Throughout the outreach process, local organizations get reimbursed for their time and help, made possible from the grant. Hassett said being able to reimburse the organizations has helped with building some of those initial relationships.
“Being able to fund somebody who can do some of that initial work, I think, is so important,” Hassett said. “It’s nice to have someone that’s just the facilitator and making sure those pieces get put together.”
Other requirements of the health equity grant involve the development of a health equity plan, completed earlier this year, and cultural competency training for personnel.
While the grant period was originally to end in June of next year, GFPH now is expecting the money and dates for the grant period to be extended to the end of May 2024. GFPH is awaiting final confirmation from the state.
Hassett said she is feeling optimistic about completing the objectives that have been laid out. Some of the more aspirational items Hassett identified within that plan include being able to complete employee assessments related to health equity.
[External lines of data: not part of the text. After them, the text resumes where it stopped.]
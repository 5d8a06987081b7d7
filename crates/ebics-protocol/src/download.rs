//! Download responses: the initialisation step carries the segment count, the
//! wrapped session key and segment 1; transfer steps carry the rest.

use ebics_core::return_code::EBICS_TX_SEGMENT_NUMBER_EXCEEDED;
use ebics_core::{EbicsError, EbicsResult};
use ebics_crypto::{decrypt_session_key, DigestValue, KeyFamily, KeyPair, SessionKey};

use crate::envelope::{envelope_from, Envelope};
use crate::xml::{decode_base64, XmlDocument};

/// Segment number and last-segment flag of one response
#[derive(Debug, Clone, Copy, PartialEq, Eq)]
pub struct SegmentInfo {
    pub number: u32,
    pub last: bool,
}

/// Payload of a download initialisation response
#[derive(Debug, Clone, PartialEq, Eq)]
pub struct DownloadInit {
    pub transaction_id: String,
    pub num_segments: u32,
    pub segment: SegmentInfo,
    /// Session key wrapped with the subscriber's E002 key
    pub transaction_key: Vec<u8>,
    /// Digest of the E002 key the bank encrypted for
    pub encryption_key_digest: Option<Vec<u8>>,
    /// First segment of the encrypted order data
    pub order_data: Vec<u8>,
}

impl DownloadInit {
    pub(crate) fn from_document(doc: &XmlDocument) -> EbicsResult<Self> {
        let transaction_id = doc
            .required_text(&["header", "static", "TransactionID"])?
            .to_string();
        let num_segments = parse_number(doc.required_text(&["static", "NumSegments"])?, "NumSegments")?;
        if num_segments == 0 {
            return Err(EbicsError::malformed("NumSegments must be at least 1"));
        }
        let segment = segment_info(doc)?;
        check_segment_bounds(segment, num_segments)?;

        let transaction_key = decode_base64(
            doc.required_text(&["DataEncryptionInfo", "TransactionKey"])?,
            "TransactionKey",
        )?;
        let encryption_key_digest = doc
            .text(&["DataEncryptionInfo", "EncryptionPubKeyDigest"])
            .filter(|d| !d.is_empty())
            .map(|d| decode_base64(d, "EncryptionPubKeyDigest"))
            .transpose()?;
        let order_data = decode_base64(doc.required_text(&["DataTransfer", "OrderData"])?, "OrderData")?;

        Ok(Self {
            transaction_id,
            num_segments,
            segment,
            transaction_key,
            encryption_key_digest,
            order_data,
        })
    }

    /// Unwrap the session key with our own encryption key.
    ///
    /// Fails before any RSA work when the bank names a different key.
    pub fn session_key(&self, own: &KeyPair) -> EbicsResult<SessionKey> {
        unwrap_transaction_key(
            &self.transaction_key,
            self.encryption_key_digest.as_deref(),
            own,
        )
    }
}

/// Payload of a download transfer response
#[derive(Debug, Clone, PartialEq, Eq)]
pub struct DownloadSegment {
    pub transaction_id: String,
    pub segment: SegmentInfo,
    pub order_data: Vec<u8>,
}

impl DownloadSegment {
    pub(crate) fn from_document(doc: &XmlDocument) -> EbicsResult<Self> {
        let transaction_id = doc
            .required_text(&["header", "static", "TransactionID"])?
            .to_string();
        let segment = segment_info(doc)?;
        if segment.number == 0 {
            return Err(EbicsError::malformed("segment numbers start at 1"));
        }
        let order_data = decode_base64(doc.required_text(&["DataTransfer", "OrderData"])?, "OrderData")?;
        Ok(Self {
            transaction_id,
            segment,
            order_data,
        })
    }
}

/// Parse a download initialisation response, failing on a non-OK envelope.
pub fn parse_download_init(bytes: &[u8]) -> EbicsResult<(Envelope, DownloadInit)> {
    let doc = XmlDocument::parse(bytes)?;
    let envelope = envelope_from(&doc)?;
    envelope.report()?;
    let init = DownloadInit::from_document(&doc)?;
    tracing::debug!(
        transaction = %init.transaction_id,
        segments = init.num_segments,
        "download initialised"
    );
    Ok((envelope, init))
}

/// Parse a download transfer response, failing on a non-OK envelope.
pub fn parse_download_transfer(bytes: &[u8]) -> EbicsResult<(Envelope, DownloadSegment)> {
    let doc = XmlDocument::parse(bytes)?;
    let envelope = envelope_from(&doc)?;
    envelope.report()?;
    let segment = DownloadSegment::from_document(&doc)?;
    Ok((envelope, segment))
}

pub(crate) fn unwrap_transaction_key(
    transaction_key: &[u8],
    key_digest: Option<&[u8]>,
    own: &KeyPair,
) -> EbicsResult<SessionKey> {
    if own.version().family() != KeyFamily::Encryption {
        return Err(EbicsError::crypto(format!(
            "{} key cannot unwrap a transaction key",
            own.version()
        )));
    }
    if let Some(expected) = key_digest {
        let ours: DigestValue = own.public_key_digest();
        if expected != ours.as_slice() {
            return Err(EbicsError::crypto(
                "order data was encrypted for a different encryption key",
            ));
        }
    }
    decrypt_session_key(transaction_key, own.private_key())
}

fn segment_info(doc: &XmlDocument) -> EbicsResult<SegmentInfo> {
    let element = doc
        .find(&["mutable", "SegmentNumber"])
        .ok_or_else(|| EbicsError::malformed("missing element mutable/SegmentNumber"))?;
    let number = parse_number(element.text.trim(), "SegmentNumber")?;
    let last = match element.attribute("lastSegment").map(str::trim) {
        Some("true") | Some("1") => true,
        Some("false") | Some("0") | None => false,
        Some(other) => {
            return Err(EbicsError::malformed(format!(
                "lastSegment must be a boolean, got '{other}'"
            )))
        }
    };
    Ok(SegmentInfo { number, last })
}

fn parse_number(text: &str, what: &str) -> EbicsResult<u32> {
    text.parse()
        .map_err(|_| EbicsError::malformed(format!("{what} is not a number: '{text}'")))
}

pub(crate) fn check_segment_bounds(segment: SegmentInfo, num_segments: u32) -> EbicsResult<()> {
    if segment.number == 0 || segment.number > num_segments {
        return Err(EbicsError::protocol(
            EBICS_TX_SEGMENT_NUMBER_EXCEEDED,
            format!("segment {} of {num_segments}", segment.number),
        ));
    }
    Ok(())
}

#[cfg(test)]
mod tests {
    use super::*;
    use crate::envelope::tests::response;
    use base64::Engine as _;
    use ebics_crypto::{encrypt_session_key, generate_session_key, KeyVersion};

    fn b64(bytes: &[u8]) -> String {
        base64::engine::general_purpose::STANDARD.encode(bytes)
    }

    fn init_xml(num_segments: &str, segment: &str, tx_key: &[u8], digest: Option<&[u8]>, data: &[u8]) -> String {
        let digest = digest
            .map(|d| format!(r#"<EncryptionPubKeyDigest Version="E002" Algorithm="http://www.w3.org/2001/04/xmlenc#sha256">{}</EncryptionPubKeyDigest>"#, b64(d)))
            .unwrap_or_default();
        let header = format!("<NumSegments>{num_segments}</NumSegments>");
        let body = format!(
            "<DataTransfer><DataEncryptionInfo authenticate=\"true\">{digest}\
             <TransactionKey>{}</TransactionKey></DataEncryptionInfo>\
             <OrderData>{}</OrderData></DataTransfer>",
            b64(tx_key),
            b64(data)
        );
        response("000000", "000000", &header, &body).replace(
            "<ReturnCode>000000</ReturnCode>\n      <ReportText>",
            &format!("{segment}<ReturnCode>000000</ReturnCode>\n      <ReportText>"),
        )
    }

    #[test]
    fn test_parse_download_init() {
        let xml = init_xml(
            "3",
            r#"<SegmentNumber lastSegment="false">1</SegmentNumber>"#,
            &[7u8; 128],
            None,
            b"segment one",
        );
        let (env, init) = parse_download_init(xml.as_bytes()).unwrap();
        assert!(env.is_ok());
        assert_eq!(init.transaction_id, "8A5F1C0E4B2D3F6A7B8C9D0E1F2A3B4C");
        assert_eq!(init.num_segments, 3);
        assert_eq!(init.segment, SegmentInfo { number: 1, last: false });
        assert_eq!(init.transaction_key, vec![7u8; 128]);
        assert_eq!(init.order_data, b"segment one");
        assert!(init.encryption_key_digest.is_none());
    }

    #[test]
    fn test_single_segment_download_is_last() {
        let xml = init_xml(
            "1",
            r#"<SegmentNumber lastSegment="true">1</SegmentNumber>"#,
            &[1u8; 4],
            None,
            b"all",
        );
        let (_, init) = parse_download_init(xml.as_bytes()).unwrap();
        assert!(init.segment.last);
    }

    #[test]
    fn test_segment_beyond_count_rejected() {
        let xml = init_xml(
            "1",
            r#"<SegmentNumber lastSegment="true">2</SegmentNumber>"#,
            &[1u8; 4],
            None,
            b"x",
        );
        let err = parse_download_init(xml.as_bytes()).unwrap_err();
        assert_eq!(err.return_code(), Some(EBICS_TX_SEGMENT_NUMBER_EXCEEDED));
    }

    #[test]
    fn test_no_data_available_surfaces_business_code() {
        let xml = response("000000", "090005", "", "");
        let err = parse_download_init(xml.as_bytes()).unwrap_err();
        assert_eq!(err.return_code().unwrap().code(), "090005");
    }

    #[test]
    fn test_session_key_unwrap_checks_key_digest() {
        let own = KeyPair::generate(KeyVersion::E002, 1024).unwrap();
        let session = generate_session_key();
        let wrapped = encrypt_session_key(&session, own.public_key()).unwrap();

        let xml = init_xml(
            "1",
            r#"<SegmentNumber lastSegment="true">1</SegmentNumber>"#,
            &wrapped,
            Some(&own.public_key_digest()),
            b"x",
        );
        let (_, init) = parse_download_init(xml.as_bytes()).unwrap();
        assert_eq!(init.session_key(&own).unwrap().as_bytes(), session.as_bytes());

        let xml = init_xml(
            "1",
            r#"<SegmentNumber lastSegment="true">1</SegmentNumber>"#,
            &wrapped,
            Some(&[0u8; 32]),
            b"x",
        );
        let (_, init) = parse_download_init(xml.as_bytes()).unwrap();
        assert!(init.session_key(&own).is_err());
    }

    #[test]
    fn test_parse_download_transfer() {
        let body = format!("<DataTransfer><OrderData>{}</OrderData></DataTransfer>", b64(b"segment two"));
        let xml = response("000000", "000000", "", &body).replace(
            "<TransactionPhase>Initialisation</TransactionPhase>",
            r#"<TransactionPhase>Transfer</TransactionPhase><SegmentNumber lastSegment="true">2</SegmentNumber>"#,
        );
        let (env, seg) = parse_download_transfer(xml.as_bytes()).unwrap();
        assert_eq!(env.phase, Some(ebics_core::TransactionPhase::Transfer));
        assert_eq!(seg.segment, SegmentInfo { number: 2, last: true });
        assert_eq!(seg.order_data, b"segment two");
    }

    #[test]
    fn test_bad_last_segment_flag() {
        let xml = init_xml(
            "1",
            r#"<SegmentNumber lastSegment="maybe">1</SegmentNumber>"#,
            &[1u8; 4],
            None,
            b"x",
        );
        assert!(matches!(
            parse_download_init(xml.as_bytes()),
            Err(EbicsError::MalformedResponse(_))
        ));
    }
}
Even when the grant period ends, Hassett said health equity efforts will continue at GFPH.
“What we’re really hoping for with our strategic plan and with our efforts is that we’ve woven enough good things into how things work and that those things will continue,” Hassett said.
Before the health equity grant, Hassett said GFPH has worked to ensure programs being offered reach everyone in the community. Some of those programs include Woman’s Way, which helps pay for breast and cervical screenings for eligible North Dakota women, and the Syringe Service Program, which provides services to those at risk for disease transmission due to substance use or reuse of injecting equipment.
Hassett said the COVID-19 pandemic highlighted the health disparities that underserved populations in the community are facing. It showed the importance of health equity, she said.
"COVID-19 really just shined a big flashlight on existing health gaps and health disparities and some of the different social problems that contribute inaccurate inequities in health," she said.